The hero and heroine of this mission story, interestingly related to the influence of the famed “haystack prayer meeting” of Congregational-Baptist fame, were a husband-wife team of Presbyterians, James Leighton and Jane Wilson. These natives of Georgia and South Carolina, products of a slave-owning society, lead us in their life story through the clash of North-South cultures in their decision to go to West Africa. That era of the 1830s of American history and protestant life is vitally important when related to the crumbling influences of New England’s rigid Calvinism, along with the anti-missions theology it spawned, which also resulted in a groundswell of mission energy in the mainline protestant churches.

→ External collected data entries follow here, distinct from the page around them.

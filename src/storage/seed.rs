//! Seeding of profiles and hobby locations from a JSON document

use std::collections::BTreeMap;
use std::path::Path;

use anyhow::{Context, Result};
use chrono::NaiveDate;
use serde::Deserialize;
use tracing::info;

use super::{HobbyDirectory, ProfileStore};
use crate::models::UserProfile;
use crate::models::profile::DATE_OF_BIRTH_FORMAT;

#[derive(Debug, Deserialize)]
pub struct SeedProfile {
    pub user_id: u64,
    /// `DD/MM/YYYY`
    pub date_of_birth: String,
    #[serde(default)]
    pub hobbies: Vec<String>,
    #[serde(default)]
    pub dietary_restrictions: Vec<String>,
    #[serde(default)]
    pub accessibilities: Vec<String>,
}

#[derive(Debug, Default, Deserialize)]
pub struct SeedDocument {
    #[serde(default)]
    pub profiles: Vec<SeedProfile>,
    #[serde(default)]
    pub hobby_locations: BTreeMap<String, Vec<String>>,
}

#[derive(Debug, Clone, Copy, PartialEq, Eq)]
pub struct SeedSummary {
    pub profiles: usize,
    pub hobbies: usize,
}

impl SeedDocument {
    pub async fn from_file(path: impl AsRef<Path>) -> Result<Self> {
        let path = path.as_ref();
        let content = tokio::fs::read_to_string(path)
            .await
            .with_context(|| format!("Failed to read seed file: {}", path.display()))?;
        serde_json::from_str(&content)
            .with_context(|| format!("Failed to parse seed file: {}", path.display()))
    }

    /// Upsert every profile and replace the location list of every hobby
    pub async fn apply(
        &self,
        profiles: &dyn ProfileStore,
        directory: &dyn HobbyDirectory,
    ) -> Result<SeedSummary> {
        for seed in &self.profiles {
            let date_of_birth = NaiveDate::parse_from_str(&seed.date_of_birth, DATE_OF_BIRTH_FORMAT)
                .with_context(|| {
                    format!(
                        "Invalid date of birth '{}' for user {}",
                        seed.date_of_birth, seed.user_id
                    )
                })?;
            let profile = UserProfile {
                user_id: seed.user_id,
                date_of_birth,
                hobbies: seed.hobbies.clone(),
                dietary_restrictions: seed.dietary_restrictions.clone(),
                accessibilities: seed.accessibilities.clone(),
            };
            profiles
                .put_profile(&profile)
                .await
                .with_context(|| format!("Failed to store profile for user {}", seed.user_id))?;
        }

        for (hobby, locations) in &self.hobby_locations {
            directory
                .set_locations(hobby, locations)
                .await
                .with_context(|| format!("Failed to store locations for hobby '{hobby}'"))?;
        }

        let summary = SeedSummary {
            profiles: self.profiles.len(),
            hobbies: self.hobby_locations.len(),
        };
        info!(
            "Seeded {} profiles and {} hobbies",
            summary.profiles, summary.hobbies
        );
        Ok(summary)
    }
}
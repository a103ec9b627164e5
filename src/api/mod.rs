use std::sync::Arc;

use axum::{
    Router,
    extract::{State, rejection::JsonRejection},
    http::StatusCode,
    response::{IntoResponse, Json, Response},
    routing::{get, post},
};
use serde::{Deserialize, Serialize};
use tracing::{error, info};

use crate::{VERSION, error::PipelineError, generation::TextGenerator, models::TripRequest, pipeline::TripPipeline};

/// Shared handler state, built once at startup
#[derive(Clone)]
pub struct AppState {
    pub pipeline: Arc<TripPipeline>,
    pub generator: Option<Arc<TextGenerator>>,
}

#[derive(Debug, Serialize, Deserialize, PartialEq, Eq)]
#[serde(tag = "status", rename_all = "lowercase")]
pub enum TripResponse {
    Success {
        prompt: String,
        #[serde(default, skip_serializing_if = "Option::is_none")]
        generated_text: Option<String>,
    },
    Failure {
        message: String,
    },
}

#[derive(Debug, Serialize, Deserialize)]
pub struct HealthResponse {
    pub status: String,
    pub version: String,
}

pub fn router(state: AppState) -> Router {
    Router::new()
        .route("/receive_trip_data", post(receive_trip_data))
        .route("/api/trips/prompt", post(receive_trip_data))
        .route("/health", get(health))
        .with_state(state)
}

impl PipelineError {
    #[must_use]
    pub fn status_code(&self) -> StatusCode {
        match self {
            PipelineError::MalformedRequest { .. } => StatusCode::BAD_REQUEST,
            PipelineError::UserNotFound { .. } => StatusCode::NOT_FOUND,
            PipelineError::LocationInvalid { .. }
            | PipelineError::InvalidPreferences(_)
            | PipelineError::HobbyEnrichmentFailed { .. }
            | PipelineError::CompositionFailed { .. } => StatusCode::UNPROCESSABLE_ENTITY,
            PipelineError::UpstreamUnavailable { .. } => StatusCode::BAD_GATEWAY,
        }
    }
}

impl IntoResponse for PipelineError {
    fn into_response(self) -> Response {
        info!("Trip request failed: {}", self);
        let body = TripResponse::Failure {
            message: self.user_message(),
        };
        (self.status_code(), Json(body)).into_response()
    }
}

async fn receive_trip_data(
    State(state): State<AppState>,
    payload: Result<Json<TripRequest>, JsonRejection>,
) -> Result<Json<TripResponse>, PipelineError> {
    let Json(request) = payload.map_err(|rejection| PipelineError::malformed(rejection.body_text()))?;

    let prompt = state.pipeline.handle(&request).await?;

    let generated_text = match &state.generator {
        Some(generator) => Some(generator.generate(&prompt).await.map_err(|e| {
            error!("Text generation failed: {}", e);
            PipelineError::upstream("text generation", e.to_string())
        })?),
        None => None,
    };

    Ok(Json(TripResponse::Success {
        prompt,
        generated_text,
    }))
}

async fn health() -> Json<HealthResponse> {
    Json(HealthResponse {
        status: "ok".to_string(),
        version: VERSION.to_string(),
    })
}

Sadly, some of this motivation was attached to a dead-end solution of the American slavery dilemma which was the widespread effort to return slaves to their native African shores. Complex and tangled issues are discussed in this book and the result is some original insights about these strains of American history.

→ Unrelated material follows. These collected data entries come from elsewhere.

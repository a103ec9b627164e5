//! Reference catalogs of accepted dietary restriction and accessibility labels

/// Dietary restriction labels a profile may carry
pub const DIETARY_RESTRICTIONS: [&str; 30] = [
    "None",
    "Halal",
    "Kosher",
    "Vegan",
    "Vegetarian",
    "Nut allergy",
    "Gluten-free",
    "Dairy-free",
    "Lactose intolerant",
    "Shellfish allergy",
    "Soy allergy",
    "Egg allergy",
    "Seafood allergy",
    "Low-sodium",
    "Low-carb",
    "Low-fat",
    "Diabetic",
    "No pork",
    "Pescatarian",
    "Paleo",
    "Keto",
    "FODMAP",
    "Organic only",
    "Peanut allergy",
    "Citrus allergy",
    "Sulfite allergy",
    "Fructose intolerance",
    "MSG sensitivity",
    "Raw food diet",
    "Nightshade allergy",
];

/// Accessibility labels a profile may carry
pub const ACCESSIBILITIES: [&str; 21] = [
    "None",
    "Wheelchair user",
    "Visual impairment",
    "Hearing impairment",
    "Cognitive disability",
    "Autism",
    "Dyslexia",
    "ADHD",
    "Mobility impairment",
    "Chronic pain",
    "Mental health condition",
    "Speech impairment",
    "Chronic illness",
    "Epilepsy",
    "Alzheimer's disease",
    "Parkinson's disease",
    "Down syndrome",
    "Spinal cord injury",
    "Cerebral palsy",
    "Muscular dystrophy",
    "Multiple sclerosis",
];

/// Exact, case-sensitive membership in the dietary catalog
#[must_use]
pub fn is_valid_dietary(label: &str) -> bool {
    DIETARY_RESTRICTIONS.contains(&label)
}

/// Exact, case-sensitive membership in the accessibility catalog
#[must_use]
pub fn is_valid_accessibility(label: &str) -> bool {
    ACCESSIBILITIES.contains(&label)
}
//! Google Geocoding API client

use async_trait::async_trait;
use reqwest_middleware::ClientWithMiddleware;
use serde::Deserialize;
use tracing::debug;

use super::{GeocodedAddress, GeocodingOracle};
use crate::error::UpstreamError;

#[derive(Debug, Deserialize)]
struct GeocodingResponse {
    #[serde(default)]
    results: Vec<GeocodingResult>,
    status: String,
    error_message: Option<String>,
}

#[derive(Debug, Deserialize)]
struct GeocodingResult {
    formatted_address: String,
}

/// Geocoder speaking the Google Geocoding JSON protocol
pub struct GoogleGeocoder {
    client: ClientWithMiddleware,
    base_url: String,
    api_key: String,
}

impl GoogleGeocoder {
    #[must_use]
    pub fn new(client: ClientWithMiddleware, base_url: impl Into<String>, api_key: impl Into<String>) -> Self {
        Self {
            client,
            base_url: base_url.into().trim_end_matches('/').to_string(),
            api_key: api_key.into(),
        }
    }

    fn request_url(&self, address: &str) -> String {
        format!(
            "{}/json?address={}&key={}",
            self.base_url,
            urlencoding::encode(address),
            urlencoding::encode(&self.api_key)
        )
    }
}

#[async_trait]
impl GeocodingOracle for GoogleGeocoder {
    async fn resolve(&self, address: &str) -> Result<Option<GeocodedAddress>, UpstreamError> {
        debug!("Geocoding address: {}", address);

        let response = self.client.get(self.request_url(address)).send().await?;
        if !response.status().is_success() {
            return Err(UpstreamError::Status(response.status()));
        }

        let body: GeocodingResponse = response.json().await?;
        match body.status.as_str() {
            "OK" => Ok(body.results.into_iter().next().map(|result| GeocodedAddress {
                canonical_address: result.formatted_address,
            })),
            "ZERO_RESULTS" => Ok(None),
            _ => Err(UpstreamError::Provider {
                status: body.status,
                message: body.error_message,
            }),
        }
    }
}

Some of the issues in conflict include the Wilsons’ freeing their own slaves in Georgia, an action violently opposed by their neighbors. Then comes the somewhat unsuccessful effort to encourage both slaves and freedmen
to emigrate back to Africa with them. This strategy prepared the way for Presbyterians, Methodists and Baptists to support this work financially and to give it a spiritual rationale.

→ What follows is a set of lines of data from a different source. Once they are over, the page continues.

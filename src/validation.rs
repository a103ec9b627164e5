//! Validation of a profile's dietary restrictions and accessibilities
//! against the reference catalogs.
//!
//! There is no partial acceptance: a single unknown label in either list
//! fails the whole check.

use std::fmt;

use serde::Serialize;
use tracing::warn;

use crate::catalog::{is_valid_accessibility, is_valid_dietary};

/// Labels rejected by the catalogs, per category
#[derive(Debug, Clone, Default, PartialEq, Eq, Serialize)]
pub struct PreferenceReport {
    pub invalid_dietary: Vec<String>,
    pub invalid_accessibilities: Vec<String>,
}

impl PreferenceReport {
    #[must_use]
    pub fn is_valid(&self) -> bool {
        self.invalid_dietary.is_empty() && self.invalid_accessibilities.is_empty()
    }
}

impl fmt::Display for PreferenceReport {
    fn fmt(&self, f: &mut fmt::Formatter<'_>) -> fmt::Result {
        let mut parts = Vec::new();
        if !self.invalid_dietary.is_empty() {
            parts.push(format!(
                "invalid dietary restrictions: {}",
                self.invalid_dietary.join(", ")
            ));
        }
        if !self.invalid_accessibilities.is_empty() {
            parts.push(format!(
                "invalid accessibilities: {}",
                self.invalid_accessibilities.join(", ")
            ));
        }
        if parts.is_empty() {
            write!(f, "all preferences valid")
        } else {
            write!(f, "{}", parts.join("; "))
        }
    }
}

fn invalid_labels(labels: &[String], is_valid: fn(&str) -> bool) -> Vec<String> {
    labels
        .iter()
        .filter(|label| !is_valid(label.as_str()))
        .cloned()
        .collect()
}

/// Check both lists, returning the full report when anything is rejected
pub fn validate_preferences(
    dietary_restrictions: &[String],
    accessibilities: &[String],
) -> Result<(), PreferenceReport> {
    let report = PreferenceReport {
        invalid_dietary: invalid_labels(dietary_restrictions, is_valid_dietary),
        invalid_accessibilities: invalid_labels(accessibilities, is_valid_accessibility),
    };

    if report.is_valid() {
        return Ok(());
    }

    if !report.invalid_dietary.is_empty() {
        warn!(
            "Invalid dietary restrictions: {}",
            report.invalid_dietary.join(", ")
        );
    }
    if !report.invalid_accessibilities.is_empty() {
        warn!(
            "Invalid accessibilities: {}",
            report.invalid_accessibilities.join(", ")
        );
    }

    Err(report)
}

#[cfg(test)]
mod tests {
    use super::*;

    fn labels(values: &[&str]) -> Vec<String> {
        values.iter().map(|v| v.to_string()).collect()
    }

    #[test]
    fn test_all_valid() {
        let result = validate_preferences(
            &labels(&["Vegan", "Nut allergy"]),
            &labels(&["Wheelchair user"]),
        );
        assert!(result.is_ok());
    }

    #[test]
    fn test_empty_lists_pass() {
        assert!(validate_preferences(&[], &[]).is_ok());
    }

    #[test]
    fn test_single_invalid_label_fails_whole_request() {
        let report = validate_preferences(
            &labels(&["Vegan", "Unicorn-free", "Halal"]),
            &labels(&["None"]),
        )
        .unwrap_err();

        assert_eq!(report.invalid_dietary, vec!["Unicorn-free"]);
        assert!(report.invalid_accessibilities.is_empty());
        assert!(report.to_string().contains("Unicorn-free"));
    }

    #[test]
    fn test_reports_both_categories() {
        let report = validate_preferences(
            &labels(&["Carnivore"]),
            &labels(&["Autism", "Night owl", "Jetlag"]),
        )
        .unwrap_err();

        assert_eq!(report.invalid_dietary, vec!["Carnivore"]);
        assert_eq!(report.invalid_accessibilities, vec!["Night owl", "Jetlag"]);
        assert_eq!(
            report.to_string(),
            "invalid dietary restrictions: Carnivore; invalid accessibilities: Night owl, Jetlag"
        );
    }
}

The heart of this engaging book is the actual travel to the mission field as it were, preparing supplies for the work, overcoming massive difficulties of getting to Africa, deciding where to settle, obtaining land from indigenous persons, and determining how to establish a Christian work in the context of a superstitious and violent culture. The initial plans included mission schools, medical services, and churches. Felt almost immediately was the impact of African diseases on the new missionaries. The Wilsons survived, but many of their associates did not. They faced the strange enigma of local slavery as well as the continued presence of European slave ships transporting newly-captured slaves to the New World supplied by the very people the missionaries were working with. These were unexpected challenges to be sure.
But the resiliency of these pioneer missionaries is powerfully depicted in the pages of this book. The erratic financial support from America complicated things greatly as did the infrequency of mail from home, the depths of the cultural differences and the superstitious beliefs, and the arrival of new missionaries who were unprepared for the challenges in Africa. But still, the sheer tenacity and dedication of this first couple and those who followed them shines through the telling of their story.
After 20 years of overseas ministry with only a brief trip or two to America, the Wilsons, with their health severely weakened, returned to America permanently. They were restored with rest and time with family and their ministries turned to leadership of missionary support throughout America for the Presbyterian denomination.
The third and final chapter of their work developed with brutal suddenness as America was plunged into Civil War. The reader can sense the conflict the Wilsons experienced as Southerners living in New York as the nation divided. As the war began, they moved back to Georgia to be with their families despite their strong convictions about the evils of slavery. During the years of the Confederacy, the Wilsons were able to move about throughout the territory organizing the Southern Presbyterians into a new and separate denomination. They raised money for missionary support abroad, and this small but vibrant effort at organized support for world missions survived throughout the war and functioned even with the emergence of the Ku Klux Klan and the era of Jim Crow.
All of these disjointed facts are woven together in a competent style that holds the reader’s attention throughout. This book about missions in its infancy gives us some rare insights into American missionary development and the business of getting Jesus to people everywhere. One comes away from reading this book with genuine and helpful insights from the bleak history of slavery to the place of the church in the post-war South. Problems which were endemic then are still with us today to a disturbing degree. But as God raised up the Wilsons to do a truly remarkable work, so today is the calling and empowering people to do the work of Christ still valid.
Darold Morgan is retired Southern Baptist executive and a member of the board of Christian Ethics Today Foundation.